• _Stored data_
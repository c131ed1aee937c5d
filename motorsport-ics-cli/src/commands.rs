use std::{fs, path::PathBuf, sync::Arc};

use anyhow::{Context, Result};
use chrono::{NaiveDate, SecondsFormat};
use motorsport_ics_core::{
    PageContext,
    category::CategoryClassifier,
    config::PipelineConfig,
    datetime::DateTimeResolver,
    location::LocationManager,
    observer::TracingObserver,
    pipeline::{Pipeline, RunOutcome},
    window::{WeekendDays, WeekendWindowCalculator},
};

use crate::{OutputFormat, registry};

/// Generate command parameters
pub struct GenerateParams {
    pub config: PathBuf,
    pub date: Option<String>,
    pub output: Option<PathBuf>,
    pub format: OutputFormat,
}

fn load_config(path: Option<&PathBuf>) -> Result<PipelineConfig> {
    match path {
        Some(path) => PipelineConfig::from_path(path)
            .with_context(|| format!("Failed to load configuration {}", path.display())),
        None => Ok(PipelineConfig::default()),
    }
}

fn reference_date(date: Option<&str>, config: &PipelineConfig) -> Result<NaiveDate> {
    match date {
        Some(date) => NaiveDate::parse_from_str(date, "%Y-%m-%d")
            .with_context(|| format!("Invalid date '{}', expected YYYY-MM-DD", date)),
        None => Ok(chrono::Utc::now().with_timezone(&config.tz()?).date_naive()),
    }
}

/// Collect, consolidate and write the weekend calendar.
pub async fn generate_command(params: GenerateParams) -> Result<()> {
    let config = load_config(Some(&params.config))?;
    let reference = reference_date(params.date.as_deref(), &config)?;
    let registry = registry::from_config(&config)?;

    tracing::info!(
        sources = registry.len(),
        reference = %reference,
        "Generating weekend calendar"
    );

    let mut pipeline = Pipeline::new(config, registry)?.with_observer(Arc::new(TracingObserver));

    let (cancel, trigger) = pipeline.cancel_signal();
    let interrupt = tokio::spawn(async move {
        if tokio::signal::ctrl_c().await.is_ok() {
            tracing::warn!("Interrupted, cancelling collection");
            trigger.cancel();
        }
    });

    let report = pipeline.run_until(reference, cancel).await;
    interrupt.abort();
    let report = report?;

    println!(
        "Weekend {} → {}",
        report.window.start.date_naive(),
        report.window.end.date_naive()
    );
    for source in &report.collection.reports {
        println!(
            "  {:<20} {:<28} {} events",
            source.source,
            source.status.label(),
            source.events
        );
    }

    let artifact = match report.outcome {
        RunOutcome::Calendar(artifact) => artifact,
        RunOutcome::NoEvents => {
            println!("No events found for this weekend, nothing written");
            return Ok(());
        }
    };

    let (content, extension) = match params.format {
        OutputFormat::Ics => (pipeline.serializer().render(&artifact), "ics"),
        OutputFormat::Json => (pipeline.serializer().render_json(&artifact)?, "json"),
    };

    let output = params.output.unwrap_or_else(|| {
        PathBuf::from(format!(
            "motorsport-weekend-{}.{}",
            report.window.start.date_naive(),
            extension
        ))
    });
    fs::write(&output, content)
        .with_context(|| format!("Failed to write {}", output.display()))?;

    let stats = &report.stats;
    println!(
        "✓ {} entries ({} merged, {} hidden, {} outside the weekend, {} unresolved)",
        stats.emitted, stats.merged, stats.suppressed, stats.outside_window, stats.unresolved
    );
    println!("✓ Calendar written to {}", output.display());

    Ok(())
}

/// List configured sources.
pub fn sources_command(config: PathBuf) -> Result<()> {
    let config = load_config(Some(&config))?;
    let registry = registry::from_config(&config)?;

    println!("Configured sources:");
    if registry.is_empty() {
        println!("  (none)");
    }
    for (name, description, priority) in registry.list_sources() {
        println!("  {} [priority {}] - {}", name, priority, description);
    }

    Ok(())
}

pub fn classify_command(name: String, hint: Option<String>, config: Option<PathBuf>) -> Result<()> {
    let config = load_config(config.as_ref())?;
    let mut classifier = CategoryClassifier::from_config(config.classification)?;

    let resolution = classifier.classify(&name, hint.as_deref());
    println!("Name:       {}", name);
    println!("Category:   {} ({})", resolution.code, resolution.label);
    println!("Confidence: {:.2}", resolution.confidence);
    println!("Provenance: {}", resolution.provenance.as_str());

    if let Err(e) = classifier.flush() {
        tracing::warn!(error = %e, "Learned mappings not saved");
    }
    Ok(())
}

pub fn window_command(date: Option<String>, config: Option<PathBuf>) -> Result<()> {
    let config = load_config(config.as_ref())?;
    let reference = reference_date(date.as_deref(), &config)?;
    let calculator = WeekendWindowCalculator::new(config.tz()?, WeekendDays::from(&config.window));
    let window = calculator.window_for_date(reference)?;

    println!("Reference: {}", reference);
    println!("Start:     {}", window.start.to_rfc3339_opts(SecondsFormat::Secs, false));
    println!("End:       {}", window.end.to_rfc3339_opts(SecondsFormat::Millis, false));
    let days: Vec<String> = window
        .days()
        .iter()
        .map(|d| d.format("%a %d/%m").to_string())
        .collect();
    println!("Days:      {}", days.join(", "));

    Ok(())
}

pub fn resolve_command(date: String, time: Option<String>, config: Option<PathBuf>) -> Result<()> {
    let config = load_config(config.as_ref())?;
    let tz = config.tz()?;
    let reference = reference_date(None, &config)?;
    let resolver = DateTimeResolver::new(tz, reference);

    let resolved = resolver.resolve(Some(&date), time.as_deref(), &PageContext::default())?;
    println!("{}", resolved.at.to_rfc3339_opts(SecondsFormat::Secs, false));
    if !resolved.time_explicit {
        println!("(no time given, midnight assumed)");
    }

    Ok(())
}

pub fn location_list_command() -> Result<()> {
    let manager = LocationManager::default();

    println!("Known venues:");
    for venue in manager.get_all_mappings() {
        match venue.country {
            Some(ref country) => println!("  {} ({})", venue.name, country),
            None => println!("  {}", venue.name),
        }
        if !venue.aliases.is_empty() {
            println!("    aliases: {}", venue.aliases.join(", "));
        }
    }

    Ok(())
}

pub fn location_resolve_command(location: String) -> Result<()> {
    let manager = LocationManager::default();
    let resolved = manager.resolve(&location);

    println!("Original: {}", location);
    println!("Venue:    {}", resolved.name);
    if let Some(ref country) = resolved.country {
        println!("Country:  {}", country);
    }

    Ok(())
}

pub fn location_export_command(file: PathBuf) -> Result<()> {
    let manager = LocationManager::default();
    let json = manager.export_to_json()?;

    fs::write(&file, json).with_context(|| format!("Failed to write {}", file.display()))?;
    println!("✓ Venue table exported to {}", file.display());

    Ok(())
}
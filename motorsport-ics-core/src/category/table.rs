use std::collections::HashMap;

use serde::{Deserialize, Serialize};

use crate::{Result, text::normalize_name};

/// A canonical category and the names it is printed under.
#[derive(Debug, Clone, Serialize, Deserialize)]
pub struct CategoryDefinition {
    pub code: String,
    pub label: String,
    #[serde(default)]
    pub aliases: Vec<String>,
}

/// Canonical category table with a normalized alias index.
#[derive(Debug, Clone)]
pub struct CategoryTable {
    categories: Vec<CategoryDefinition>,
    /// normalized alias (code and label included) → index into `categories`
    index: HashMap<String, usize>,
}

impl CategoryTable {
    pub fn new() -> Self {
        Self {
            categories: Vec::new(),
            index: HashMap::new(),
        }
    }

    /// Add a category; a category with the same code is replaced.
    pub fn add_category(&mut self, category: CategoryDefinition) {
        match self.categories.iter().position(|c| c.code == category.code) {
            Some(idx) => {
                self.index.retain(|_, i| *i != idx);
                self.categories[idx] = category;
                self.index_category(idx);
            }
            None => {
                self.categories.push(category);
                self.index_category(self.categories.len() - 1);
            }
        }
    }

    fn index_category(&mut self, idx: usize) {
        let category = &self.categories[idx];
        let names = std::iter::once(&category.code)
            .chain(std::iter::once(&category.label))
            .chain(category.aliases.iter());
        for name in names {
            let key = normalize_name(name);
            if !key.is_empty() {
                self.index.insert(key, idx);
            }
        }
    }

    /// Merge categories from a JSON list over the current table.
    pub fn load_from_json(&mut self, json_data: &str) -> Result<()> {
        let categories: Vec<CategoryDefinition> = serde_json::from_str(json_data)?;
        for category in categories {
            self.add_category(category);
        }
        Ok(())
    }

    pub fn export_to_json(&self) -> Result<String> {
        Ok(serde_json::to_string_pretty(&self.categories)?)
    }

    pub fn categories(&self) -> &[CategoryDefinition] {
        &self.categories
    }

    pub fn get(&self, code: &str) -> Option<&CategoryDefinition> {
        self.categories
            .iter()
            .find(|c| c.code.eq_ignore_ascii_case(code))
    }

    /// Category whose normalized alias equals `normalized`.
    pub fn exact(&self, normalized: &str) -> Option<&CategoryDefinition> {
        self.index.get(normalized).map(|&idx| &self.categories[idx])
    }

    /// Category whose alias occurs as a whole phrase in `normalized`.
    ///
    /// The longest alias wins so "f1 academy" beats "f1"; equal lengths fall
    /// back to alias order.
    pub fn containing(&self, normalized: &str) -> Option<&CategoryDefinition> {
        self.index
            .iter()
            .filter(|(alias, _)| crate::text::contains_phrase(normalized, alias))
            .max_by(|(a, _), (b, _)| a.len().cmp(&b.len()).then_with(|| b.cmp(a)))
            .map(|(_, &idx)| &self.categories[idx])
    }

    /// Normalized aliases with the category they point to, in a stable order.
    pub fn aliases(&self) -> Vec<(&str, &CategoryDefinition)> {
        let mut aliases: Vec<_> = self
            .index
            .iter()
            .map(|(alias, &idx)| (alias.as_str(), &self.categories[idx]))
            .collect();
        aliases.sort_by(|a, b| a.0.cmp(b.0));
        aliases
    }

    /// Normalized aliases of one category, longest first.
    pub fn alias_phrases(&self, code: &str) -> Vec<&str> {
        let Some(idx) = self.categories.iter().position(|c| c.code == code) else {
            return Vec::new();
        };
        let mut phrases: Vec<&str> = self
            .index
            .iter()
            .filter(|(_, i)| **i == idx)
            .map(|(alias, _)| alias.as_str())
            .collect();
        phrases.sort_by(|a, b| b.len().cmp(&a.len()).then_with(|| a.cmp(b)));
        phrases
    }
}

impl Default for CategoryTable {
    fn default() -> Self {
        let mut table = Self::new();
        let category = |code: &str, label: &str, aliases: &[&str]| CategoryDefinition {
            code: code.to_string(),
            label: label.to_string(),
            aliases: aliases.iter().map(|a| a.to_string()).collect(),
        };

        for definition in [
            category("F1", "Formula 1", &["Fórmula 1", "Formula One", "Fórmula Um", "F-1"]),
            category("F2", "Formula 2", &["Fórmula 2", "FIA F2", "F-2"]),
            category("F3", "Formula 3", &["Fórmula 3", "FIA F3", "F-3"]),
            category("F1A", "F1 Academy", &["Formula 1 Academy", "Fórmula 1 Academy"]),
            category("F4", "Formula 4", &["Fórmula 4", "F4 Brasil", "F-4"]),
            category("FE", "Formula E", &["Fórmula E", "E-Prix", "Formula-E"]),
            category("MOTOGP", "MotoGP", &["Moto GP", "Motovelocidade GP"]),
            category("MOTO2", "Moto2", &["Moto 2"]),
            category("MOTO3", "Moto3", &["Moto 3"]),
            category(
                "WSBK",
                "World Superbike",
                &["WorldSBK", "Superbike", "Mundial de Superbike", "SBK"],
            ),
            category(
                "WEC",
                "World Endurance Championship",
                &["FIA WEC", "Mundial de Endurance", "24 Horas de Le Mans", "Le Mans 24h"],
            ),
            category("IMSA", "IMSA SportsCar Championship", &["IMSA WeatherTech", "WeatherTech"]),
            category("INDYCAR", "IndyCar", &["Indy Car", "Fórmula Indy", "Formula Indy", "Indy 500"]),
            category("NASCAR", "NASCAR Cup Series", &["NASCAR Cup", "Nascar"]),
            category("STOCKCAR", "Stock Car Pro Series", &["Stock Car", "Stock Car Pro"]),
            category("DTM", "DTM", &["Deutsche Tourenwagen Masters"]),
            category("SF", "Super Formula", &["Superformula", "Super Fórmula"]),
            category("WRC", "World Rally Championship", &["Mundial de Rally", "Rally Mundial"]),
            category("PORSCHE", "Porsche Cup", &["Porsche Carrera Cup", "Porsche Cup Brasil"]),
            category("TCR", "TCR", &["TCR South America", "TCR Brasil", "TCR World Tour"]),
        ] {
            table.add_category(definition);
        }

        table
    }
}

• _REQUIRED ACTION_
All that belongs in the answer is the run of lines above from the line containing "if let Some(ref" through the line containing "pub fn add_category(&mut", exactly as written.

• _TASK RESULT_
    if let Some(ref country) = resolved.country {
        println!("Country:  {}", country);
    }

    Ok(())
}

pub fn location_export_command(file: PathBuf) -> Result<()> {
    let manager = LocationManager::default();
    let json = manager.export_to_json()?;

    fs::write(&file, json).with_context(|| format!("Failed to write {}", file.display()))?;
    println!("✓ Venue table exported to {}", file.display());

    Ok(())
}
filename motorsport-ics-core/src/category/table.rs
use std::collections::HashMap;

use serde::{Deserialize, Serialize};

use crate::{Result, text::normalize_name};

/// A canonical category and the names it is printed under.
#[derive(Debug, Clone, Serialize, Deserialize)]
pub struct CategoryDefinition {
    pub code: String,
    pub label: String,
    #[serde(default)]
    pub aliases: Vec<String>,
}

/// Canonical category table with a normalized alias index.
#[derive(Debug, Clone)]
pub struct CategoryTable {
    categories: Vec<CategoryDefinition>,
    /// normalized alias (code and label included) → index into `categories`
    index: HashMap<String, usize>,
}

impl CategoryTable {
    pub fn new() -> Self {
        Self {
            categories: Vec::new(),
            index: HashMap::new(),
        }
    }

    /// Add a category; a category with the same code is replaced.
    pub fn add_category(&mut self, category: CategoryDefinition) {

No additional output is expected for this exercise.